4 - A curiosa situação da França que, de país “vencedor” é agora “dependente” de um “vencido” - a Alemanha (2) -, vai dar muito que falar. E a “aristocrática” Inglaterra, achando essa sorte indigna, quer já “pôr-se ao fresco” mesmo a troco da “dependência” quase colonial da sua “antiga colónia”. Isto ajuda a revelar como são “insondáveis” os caminhos do mal-chamado “Populismo”.
A França, sofre hoje de inúmeras mazelas graves que afectam o seu “sistema produtivo” e leva o já frágil estatuto imperialista da sua “grande burguesia” a escorregar para o fundo da tabela. A crise económico-social aprofunda-se, começando na “indústria” e terminando na “crise dos campos”, um dos "velhos" sustentáculos da França burguesa saída de 1789 e que Napoleão Bonaparte utilizou nos seus exércitos para “acelerar” a formação duma Europa burguesa. Dizia uma “colete amarelo”: “…é a França do campo pobre que está aqui” em Paris. Será verdade?…Quem souber que diga pois tem aí a "chave" do conflito "amarelo".
5 - Mas seja como for, parece-me - oxalá me engane…- que os “coletes” andam ainda arredados da “imaginação ao poder!” O que pedem, parece ter a ver com a “quebra do nível de vida” - nas suas diferentes “formas” e que vão do “preço dos combustíveis”, à “sobra de dias no fim do ordenado” e à “precariedade no trabalho” - ou seja: a rejeição da “Austeridade” trazidas pela hegemonia do Capital Financeiro Neoliberal. Em suma: pedem, para já, o funeral do Neoliberalismo, o que não é pouco.
A ser assim, surge a questão: que tem na “manga” o enfraquecido capital imperialista francês para oferecer de seguida? Um saco de nada, para além duns “cobres” mensais “tapa-buracos”?…
Macron - que tal como o “nosso” ilustre Passos Coelho teve o desplante de aldrabar o povo português com promessas falsas - pensou que os franceses também eram “trouxas”. Agora, foi forçado a sacar da manga um “truque” Keynesiano: enfiar dinheiro nos bolsos da “populaça”, a ver se a cala. Será que este expediente vai resultar? Como se diz na nossa “grande Indústria” do Futebol que nos vai levar à “glória do desenvolvimento”: “Prognósticos, só no fim do jogo…” Como sempre, é a RUA a grande mãe de todas as incógnitas.
Se juntarmos o Canadá a este “conjunto” do capitalismo imperialista, temos o famoso “ramalhete” do G7.

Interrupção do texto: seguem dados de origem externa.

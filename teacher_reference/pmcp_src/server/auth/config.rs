//! Configuration types for token validation.
//!
//! This module provides configuration-driven token validator selection.
//! The validator type is determined by configuration (environment, config file),
//! not by code changes.

use super::ClaimMappings;
use serde::{Deserialize, Serialize};
use std::time::Duration;

/// Token validator configuration.
///
/// This enum determines which token validation strategy is used.
/// The configuration can come from `pmcp.toml`, environment variables,
/// or be specified programmatically.
///
/// # Configuration-Driven Selection
///
/// The validator is selected based on the `type` field in configuration:
///
/// ```toml
/// # pmcp.toml - JWT validation
/// [profile.production.auth]
/// type = "jwt"
/// issuer = "https://cognito-idp.us-east-1.amazonaws.com/us-east-1_xxxxx"
/// audience = "your-app-client-id"
///
/// # pmcp.toml - Mock validation (development)
/// [profile.dev.auth]
/// type = "mock"
/// default_user_id = "dev-user"
/// default_scopes = ["read", "write"]
/// ```
///
/// # Environment Variable Override
///
/// ```bash
/// PMCP_AUTH_TYPE=jwt
/// PMCP_AUTH_ISSUER=https://issuer.example.com
/// PMCP_AUTH_AUDIENCE=my-audience
/// ```
#[derive(Debug, Clone, Default, Serialize, Deserialize)]
#[serde(tag = "type", rename_all = "snake_case")]
pub enum TokenValidatorConfig {
    /// Validate JWTs locally using JWKS.
    ///
    /// This is the recommended configuration for production deployments.
    /// Tokens are validated stateless using the provider's public keys.
    #[serde(rename = "jwt")]
    Jwt(JwtValidatorConfig),

    /// Validate via token introspection endpoint (RFC 7662).
    ///
    /// Use this when the OAuth server doesn't provide JWKS or when
    /// you need real-time token revocation checking.
    #[serde(rename = "introspection")]
    Introspection(IntrospectionValidatorConfig),

    /// Validate via external proxy (like Lambda authorizer).
    ///
    /// Use this when token validation is handled by an API gateway
    /// or external service.
    #[serde(rename = "proxy")]
    Proxy(ProxyValidatorConfig),

    /// Mock authentication for development/testing.
    ///
    /// Always returns a successful authentication with configurable
    /// user ID, scopes, and claims. **Never use in production.**
    #[serde(rename = "mock")]
    Mock(MockValidatorConfig),

    /// No authentication (development only).
    ///
    /// Allows all requests without authentication.
    /// **Never use in production.**
    #[serde(rename = "none")]
    #[default]
    Disabled,
}

impl TokenValidatorConfig {
    /// Create a JWT validator configuration.
    ///
    /// # Example
    ///
    /// ```rust
    /// use pmcp::server::auth::TokenValidatorConfig;
    ///
    /// let config = TokenValidatorConfig::jwt(
    ///     "https://cognito-idp.us-east-1.amazonaws.com/us-east-1_xxxxx",
    ///     "your-app-client-id",
    /// );
    /// ```
    pub fn jwt(issuer: impl Into<String>, audience: impl Into<String>) -> Self {
        Self::Jwt(JwtValidatorConfig {
            issuer: issuer.into(),
            audience: audience.into(),
            jwks_uri: None,
            algorithms: default_algorithms(),
            jwks_cache_ttl: default_jwks_ttl(),
            claim_mappings: ClaimMappings::default(),
            leeway_seconds: 60,
        })
    }

    /// Create a mock validator configuration for testing.
    ///
    /// # Example
    ///
    /// ```rust
    /// use pmcp::server::auth::TokenValidatorConfig;
    ///
    /// let config = TokenValidatorConfig::mock("test-user");
    /// ```
    pub fn mock(default_user_id: impl Into<String>) -> Self {
        Self::Mock(MockValidatorConfig {
            default_user_id: default_user_id.into(),
            default_tenant_id: None,
            default_scopes: vec!["read".to_string(), "write".to_string()],
            default_client_id: Some("mock-client".to_string()),
            claims: serde_json::Value::Object(serde_json::Map::new()),
            always_authenticated: true,
        })
    }

    /// Create a disabled (no-auth) configuration.
    pub fn disabled() -> Self {
        Self::Disabled
    }

    /// Check if this configuration requires authentication.
    pub fn requires_auth(&self) -> bool {
        !matches!(self, Self::Disabled)
    }
}

/// JWT validator configuration.
#[derive(Debug, Clone, Serialize, Deserialize)]
pub struct JwtValidatorConfig {
    /// OIDC issuer URL (used to derive JWKS URL if not specified).
    ///
    /// Examples:
    /// - Cognito: `https://cognito-idp.{region}.amazonaws.com/{userPoolId}`
    /// - Entra: `https://login.microsoftonline.com/{tenantId}/v2.0`
    /// - Google: `https://accounts.google.com`
    /// - Okta: `https://{domain}.okta.com`
    pub issuer: String,

    /// Expected audience (typically client ID).
    pub audience: String,

    /// Optional: explicit JWKS URI (otherwise derived from issuer).
    ///
    /// If not provided, defaults to `{issuer}/.well-known/jwks.json`
    #[serde(skip_serializing_if = "Option::is_none")]
    pub jwks_uri: Option<String>,

    /// Algorithms to accept (default: `["RS256"]`).
    #[serde(default = "default_algorithms")]
    pub algorithms: Vec<String>,

    /// JWKS cache TTL in seconds (default: 3600).
    #[serde(default = "default_jwks_ttl")]
    pub jwks_cache_ttl: u64,

    /// Claim mappings for provider-specific claim names.
    #[serde(default)]
    pub claim_mappings: ClaimMappings,

    /// Clock skew leeway in seconds for expiration checking.
    #[serde(default = "default_leeway")]
    pub leeway_seconds: u64,
}

impl JwtValidatorConfig {
    /// Get the JWKS URI, deriving from issuer if not explicitly set.
    pub fn jwks_uri(&self) -> String {
        self.jwks_uri.clone().unwrap_or_else(|| {
            format!(
                "{}/.well-known/jwks.json",
                self.issuer.trim_end_matches('/')
            )
        })
    }

    /// Get the JWKS cache TTL as a Duration.
    pub fn cache_ttl(&self) -> Duration {
        Duration::from_secs(self.jwks_cache_ttl)
    }

    /// Create configuration for AWS Cognito.
    pub fn cognito(region: &str, user_pool_id: &str, client_id: &str) -> Self {
        Self {
            issuer: format!(
                "https://cognito-idp.{}.amazonaws.com/{}",
                region, user_pool_id
            ),
            audience: client_id.to_string(),
            jwks_uri: None,
            algorithms: default_algorithms(),
            jwks_cache_ttl: default_jwks_ttl(),
            claim_mappings: ClaimMappings::cognito(),
            leeway_seconds: default_leeway(),
        }
    }

    /// Create configuration for Microsoft Entra ID.
    pub fn entra(tenant_id: &str, audience: &str) -> Self {
        Self {
            issuer: format!("https://login.microsoftonline.com/{}/v2.0", tenant_id),
            audience: audience.to_string(),
            jwks_uri: Some(format!(
                "https://login.microsoftonline.com/{}/discovery/v2.0/keys",
                tenant_id
            )),
            algorithms: default_algorithms(),
            jwks_cache_ttl: default_jwks_ttl(),
            claim_mappings: ClaimMappings::entra(),
            leeway_seconds: default_leeway(),
        }
    }

    /// Create configuration for Google Identity.
    pub fn google(client_id: &str) -> Self {
        Self {
            issuer: "https://accounts.google.com".to_string(),
            audience: client_id.to_string(),
            jwks_uri: Some("https://www.googleapis.com/oauth2/v3/certs".to_string()),
            algorithms: default_algorithms(),
            jwks_cache_ttl: default_jwks_ttl(),
            claim_mappings: ClaimMappings::google(),
            leeway_seconds: default_leeway(),
        }
    }

    /// Create configuration for Okta.
    pub fn okta(domain: &str, audience: &str) -> Self {
        Self {
            issuer: format!("https://{}", domain),
            audience: audience.to_string(),
            jwks_uri: Some(format!("https://{}/oauth2/v1/keys", domain)),
            algorithms: default_algorithms(),
            jwks_cache_ttl: default_jwks_ttl(),
            claim_mappings: ClaimMappings::okta(),
            leeway_seconds: default_leeway(),
        }
    }

    /// Create configuration for Auth0.
    pub fn auth0(domain: &str, audience: &str) -> Self {
        Self {
            issuer: format!("https://{}/", domain),
            audience: audience.to_string(),
            jwks_uri: Some(format!("https://{}/.well-known/jwks.json", domain)),
            algorithms: default_algorithms(),
            jwks_cache_ttl: default_jwks_ttl(),
            claim_mappings: ClaimMappings::auth0(),
            leeway_seconds: default_leeway(),
        }
    }
}

/// Token introspection configuration (RFC 7662).
#[derive(Debug, Clone, Serialize, Deserialize)]
pub struct IntrospectionValidatorConfig {
    /// Introspection endpoint URL.
    pub url: String,

    /// Client ID for authenticating to introspection endpoint.
    #[serde(skip_serializing_if = "Option::is_none")]
    pub client_id: Option<String>,

    /// Client secret for authenticating to introspection endpoint.
    #[serde(skip_serializing_if = "Option::is_none")]
    pub client_secret: Option<String>,

    /// Additional headers to send with introspection requests.
    #[serde(default)]
    pub headers: std::collections::HashMap<String, String>,

    /// Request timeout in seconds.
    #[serde(default = "default_timeout")]
    pub timeout_seconds: u64,

    /// Claim mappings for provider-specific claim names.
    #[serde(default)]
    pub claim_mappings: ClaimMappings,
}

/// Proxy validator configuration.
#[derive(Debug, Clone, Serialize, Deserialize)]
pub struct ProxyValidatorConfig {
    /// URL of the validation proxy.
    pub url: String,

    /// Headers to forward to proxy.
    #[serde(default)]
    pub forward_headers: Vec<String>,

    /// Request timeout in seconds.
    #[serde(default = "default_timeout")]
    pub timeout_seconds: u64,
}

/// Mock validator configuration for development/testing.
#[derive(Debug, Clone, Serialize, Deserialize)]
pub struct MockValidatorConfig {
    /// Default user ID to return.
    pub default_user_id: String,

    /// Default tenant ID (optional).
    #[serde(skip_serializing_if = "Option::is_none")]
    pub default_tenant_id: Option<String>,

    /// Default scopes to grant.
    #[serde(default)]
    pub default_scopes: Vec<String>,

    /// Default client ID.
    #[serde(skip_serializing_if = "Option::is_none")]
    pub default_client_id: Option<String>,

    /// Additional claims to include.
    #[serde(default)]
    pub claims: serde_json::Value,

    /// Whether to always return authenticated (true) or respect token presence.
    #[serde(default = "default_always_auth")]
    pub always_authenticated: bool,
}

impl Default for MockValidatorConfig {
    fn default() -> Self {
        Self {
            default_user_id: "mock-user".to_string(),
            default_tenant_id: None,
            default_scopes: vec!["read".to_string(), "write".to_string()],
            default_client_id: Some("mock-client".to_string()),
            claims: serde_json::Value::Object(serde_json::Map::new()),
            always_authenticated: true,
        }
    }
}

// Default value functions for serde
fn default_algorithms() -> Vec<String> {
    vec!["RS256".to_string()]
}

fn default_jwks_ttl() -> u64 {
    3600 // 1 hour
}

fn default_leeway() -> u64 {
    60 // 1 minute
}

fn default_timeout() -> u64 {
    10 // 10 seconds
}

fn default_always_auth() -> bool {
    true
}
//! Low-level key-value storage backend trait and supporting types.
//!
//! The [`StorageBackend`] trait defines the contract that all storage engines
//! implement. It exposes 6 KV operations: [`get`](StorageBackend::get),
//! [`put`](StorageBackend::put), [`put_if_version`](StorageBackend::put_if_version),
//! [`delete`](StorageBackend::delete), [`list_by_prefix`](StorageBackend::list_by_prefix),
//! and [`cleanup_expired`](StorageBackend::cleanup_expired).
//!
//! Domain logic (state machine validation, owner isolation, variable merge,
//! TTL enforcement, serialization) does **not** belong here. Backends are
//! dumb KV stores; domain logic lives in `GenericTaskStore`.
//!
//! # Key Structure
//!
//! Keys are composite strings in the format `{owner_id}:{task_id}`. The
//! colon separator is safe because `owner_id` comes from OAuth/session
//! tokens (no colons) and `task_id` is a `UUIDv4` (no colons). Prefix
//! queries use `{owner_id}:` to scope listings to an owner.
//!
//! # Versioning
//!
//! Each stored record carries a monotonic `u64` version number starting at
//! 1, incremented on every successful write. The [`put_if_version`](StorageBackend::put_if_version)
//! method provides compare-and-swap (CAS) semantics for optimistic concurrency.

use std::fmt;

use async_trait::async_trait;

/// A stored record paired with its monotonic version number.
///
/// The `data` field holds the serialized task record bytes (canonical JSON,
/// produced by `GenericTaskStore`). The `version` field is a monotonic
/// counter starting at 1 that increments on every successful write, enabling
/// optimistic concurrency via [`StorageBackend::put_if_version`].
///
/// # Examples
///
/// ```
/// use pmcp_tasks::store::backend::VersionedRecord;
///
/// let record = VersionedRecord {
///     data: b"{}".to_vec(),
///     version: 1,
/// };
/// assert_eq!(record.version, 1);
/// assert_eq!(record.data, b"{}");
/// ```
#[derive(Debug, Clone)]
pub struct VersionedRecord {
    /// The serialized task record bytes (canonical JSON).
    pub data: Vec<u8>,

    /// Monotonic version number. Starts at 1, increments on each
    /// successful write. Used by [`StorageBackend::put_if_version`]
    /// for optimistic concurrency control.
    pub version: u64,
}

/// Errors that can occur during raw storage operations.
///
/// These are low-level errors from the storage backend. `GenericTaskStore`
/// maps them to domain-aware [`TaskError`](crate::error::TaskError) variants
/// before surfacing to callers.
///
/// # Examples
///
/// ```
/// use pmcp_tasks::store::backend::StorageError;
///
/// let err = StorageError::NotFound { key: "owner:task-123".to_string() };
/// assert!(err.to_string().contains("owner:task-123"));
///
/// let err = StorageError::VersionConflict {
///     key: "k".to_string(),
///     expected: 2,
///     actual: 3,
/// };
/// assert!(err.to_string().contains("expected 2"));
/// ```
#[derive(Debug)]
pub enum StorageError {
    /// The requested key was not found in storage.
    NotFound {
        /// The key that was not found.
        key: String,
    },

    /// A [`put_if_version`](StorageBackend::put_if_version) call failed
    /// because the stored version does not match the expected version.
    VersionConflict {
        /// The key where the conflict occurred.
        key: String,
        /// The version the caller expected.
        expected: u64,
        /// The actual version found in storage.
        actual: u64,
    },

    /// The backend has reached a capacity limit (e.g., max records,
    /// max storage size).
    CapacityExceeded {
        /// Human-readable description of the capacity issue.
        message: String,
    },

    /// An I/O or backend-specific error occurred (e.g., network failure,
    /// database timeout, file system error).
    Backend {
        /// Human-readable description of the error.
        message: String,
        /// The underlying error, if available. Accessible via
        /// [`std::error::Error::source()`].
        source: Option<Box<dyn std::error::Error + Send + Sync>>,
    },
}

impl fmt::Display for StorageError {
    fn fmt(&self, f: &mut fmt::Formatter<'_>) -> fmt::Result {
        match self {
            Self::NotFound { key } => write!(f, "key not found: {key}"),
            Self::VersionConflict {
                key,
                expected,
                actual,
            } => write!(
                f,
                "version conflict on key {key}: expected {expected}, found {actual}"
            ),
            Self::CapacityExceeded { message } => {
                write!(f, "capacity exceeded: {message}")
            },
            Self::Backend { message, .. } => write!(f, "backend error: {message}"),
        }
    }
}

impl std::error::Error for StorageError {
    fn source(&self) -> Option<&(dyn std::error::Error + 'static)> {
        match self {
            Self::Backend {
                source: Some(src), ..
            } => Some(src.as_ref()),
            _ => None,
        }
    }
}

/// Key-value storage backend for task persistence.
///
/// Implementations provide raw storage primitives. All domain logic
/// (state machine validation, owner isolation, variable merge, TTL
/// enforcement, serialization) lives in `GenericTaskStore`, **not** in
/// the backend.
///
/// # Key Format
///
/// Keys are composite strings: `{owner_id}:{task_id}`. Prefix queries
/// use `{owner_id}:` to scope listings to a single owner. Backends
/// must store and return keys verbatim.
///
/// # Thread Safety
///
/// Implementations must be `Send + Sync` to support concurrent access
/// from multiple request handlers.
///
/// # Versioning
///
/// Every stored record has a monotonic `u64` version starting at 1.
/// The version increments on each successful write. The
/// [`put_if_version`](StorageBackend::put_if_version) method provides
/// compare-and-swap (CAS) semantics for optimistic concurrency.
///
/// # No Domain Logic
///
/// Backends must **never** implement state machine validation, owner
/// checking, variable merging, or TTL policy logic. They are dumb KV
/// stores. Domain logic belongs in `GenericTaskStore`.
#[async_trait]
pub trait StorageBackend: Send + Sync {
    /// Retrieves a record by key.
    ///
    /// Returns the serialized record bytes and current version number.
    ///
    /// # Errors
    ///
    /// - [`StorageError::NotFound`] if no record exists for the given key.
    /// - [`StorageError::Backend`] on I/O or backend-specific failures.
    async fn get(&self, key: &str) -> Result<VersionedRecord, StorageError>;

    /// Stores a record unconditionally (create or overwrite).
    ///
    /// For new keys, the backend assigns version 1. For existing keys,
    /// the backend increments the current version. Returns the assigned
    /// version number.
    ///
    /// # Errors
    ///
    /// - [`StorageError::CapacityExceeded`] if the backend is at capacity.
    /// - [`StorageError::Backend`] on I/O or backend-specific failures.
    async fn put(&self, key: &str, data: &[u8]) -> Result<u64, StorageError>;

    /// Stores a record only if the current version matches `expected_version`.
    ///
    /// This is the compare-and-swap (CAS) primitive. On success, the
    /// version is incremented and the new version is returned. On failure
    /// (version mismatch), returns [`StorageError::VersionConflict`] with
    /// both the expected and actual versions.
    ///
    /// # Errors
    ///
    /// - [`StorageError::NotFound`] if no record exists for the given key.
    /// - [`StorageError::VersionConflict`] if the stored version does not
    ///   match `expected_version`.
    /// - [`StorageError::CapacityExceeded`] if the backend is at capacity.
    /// - [`StorageError::Backend`] on I/O or backend-specific failures.
    async fn put_if_version(
        &self,
        key: &str,
        data: &[u8],
        expected_version: u64,
    ) -> Result<u64, StorageError>;

    /// Deletes a record by key.
    ///
    /// Returns `true` if the key existed and was deleted, `false` if the
    /// key did not exist (idempotent delete).
    ///
    /// # Errors
    ///
    /// - [`StorageError::Backend`] on I/O or backend-specific failures.
    async fn delete(&self, key: &str) -> Result<bool, StorageError>;

    /// Lists all records whose key starts with the given prefix.
    ///
    /// Returns `(key, VersionedRecord)` tuples for all matching records.
    /// Used for owner-scoped listing with prefix `{owner_id}:`.
    ///
    /// # Errors
    ///
    /// - [`StorageError::Backend`] on I/O or backend-specific failures.
    async fn list_by_prefix(
        &self,
        prefix: &str,
    ) -> Result<Vec<(String, VersionedRecord)>, StorageError>;

    /// Removes records that have expired, using backend-specific criteria.
    ///
    /// This is a best-effort operation. Different backends handle TTL
    /// differently:
    /// - In-memory: scans all records, checks TTL, removes expired ones.
    /// - `DynamoDB`: no-op (native TTL handles cleanup automatically).
    /// - Redis: scans and removes expired records.
    ///
    /// Returns the count of records actually removed. Callers should not
    /// depend on this for correctness; expiry is also checked at read time.
    ///
    /// # Errors
    ///
    /// - [`StorageError::Backend`] on I/O or backend-specific failures.
    async fn cleanup_expired(&self) -> Result<usize, StorageError>;
}

/// Constructs a storage key from owner and task identifiers.
///
/// The key format is `{owner_id}:{task_id}`. The colon separator is safe
/// because `owner_id` comes from OAuth/session tokens (no colons) and
/// `task_id` is a `UUIDv4` (no colons).
///
/// # Examples
///
/// ```
/// use pmcp_tasks::store::backend::make_key;
///
/// assert_eq!(make_key("session-abc", "task-123"), "session-abc:task-123");
/// assert_eq!(make_key("", "task-123"), ":task-123");
/// assert_eq!(make_key("owner", ""), "owner:");
/// ```
pub fn make_key(owner_id: &str, task_id: &str) -> String {
    format!("{owner_id}:{task_id}")
}

/// Parses a storage key into `(owner_id, task_id)` components.
///
/// Splits on the first colon. Returns `None` if the key does not
/// contain a colon.
///
/// # Examples
///
/// ```
/// use pmcp_tasks::store::backend::parse_key;
///
/// assert_eq!(parse_key("session-abc:task-123"), Some(("session-abc", "task-123")));
/// assert_eq!(parse_key(":task-123"), Some(("", "task-123")));
/// assert_eq!(parse_key("owner:"), Some(("owner", "")));
/// assert_eq!(parse_key("no-colon"), None);
/// ```
pub fn parse_key(key: &str) -> Option<(&str, &str)> {
    key.split_once(':')
}

/// Constructs a prefix for listing all records owned by a given owner.
///
/// The prefix format is `{owner_id}:`, suitable for use with
/// [`StorageBackend::list_by_prefix`].
///
/// # Examples
///
/// ```
/// use pmcp_tasks::store::backend::make_prefix;
///
/// assert_eq!(make_prefix("session-abc"), "session-abc:");
/// assert_eq!(make_prefix(""), ":");
/// ```
pub fn make_prefix(owner_id: &str) -> String {
    format!("{owner_id}:")
}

Desde tempos “imemoriais”, era costume os “Guerreiros” vencedores destruírem os vencidos ou os venderem como escravos: da velha Cartago, nem ficou “pedra sobre pedra”. Mas da Guerra imperialista de 39/45, quer a Alemanha quer o Japão, voltaram a ficar “sãs que nem pêros”. Tudo graças à política da “Sandwich McDonald’s” da guerra-fria aos comunistas.